» **What is expected**
Give again the entries below exactly, beginning at the first line and ending at the line with "let body = std::mem::take(&mut".

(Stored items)

==============================

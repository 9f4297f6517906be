//! Group flattening.
//!
//! Splices every [`Node::Group`] into its parent, recursively, so method
//! bodies become a flat instruction sequence. Offsets were fixed by the main
//! pass and are left untouched.

use crate::ir::{ModuleIr, Node};

/// Flatten every method body in `module`.
#[cfg_attr(feature = "profiling", profiling::function)]
pub fn flatten_groups(module: &mut ModuleIr<'_>) {
    for method in &mut module.methods {
        let body = std::mem::take(&mut method.body);
        method.body = flatten(body);
    }
}

/// Flatten one node list, preserving order.
pub fn flatten(nodes: Vec<Node<'_>>) -> Vec<Node<'_>> {
    let mut out = Vec::with_capacity(nodes.len());
    splice(nodes, &mut out);
    out
}

fn splice<'ast>(nodes: Vec<Node<'ast>>, out: &mut Vec<Node<'ast>>) {
    for node in nodes {
        match node {
            Node::Group(children) => splice(children, out),
            other => out.push(other),
        }
    }
}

==============================

» **Written response**
repository 9f4297f6517906be
//! Group flattening.
//!
//! Splices every [`Node::Group`] into its parent, recursively, so method
//! bodies become a flat instruction sequence. Offsets were fixed by the main
//! pass and are left untouched.

use crate::ir::{ModuleIr, Node};

/// Flatten every method body in `module`.
#[cfg_attr(feature = "profiling", profiling::function)]
pub fn flatten_groups(module: &mut ModuleIr<'_>) {
    for method in &mut module.methods {
        let body = std::mem::take(&mut method.body);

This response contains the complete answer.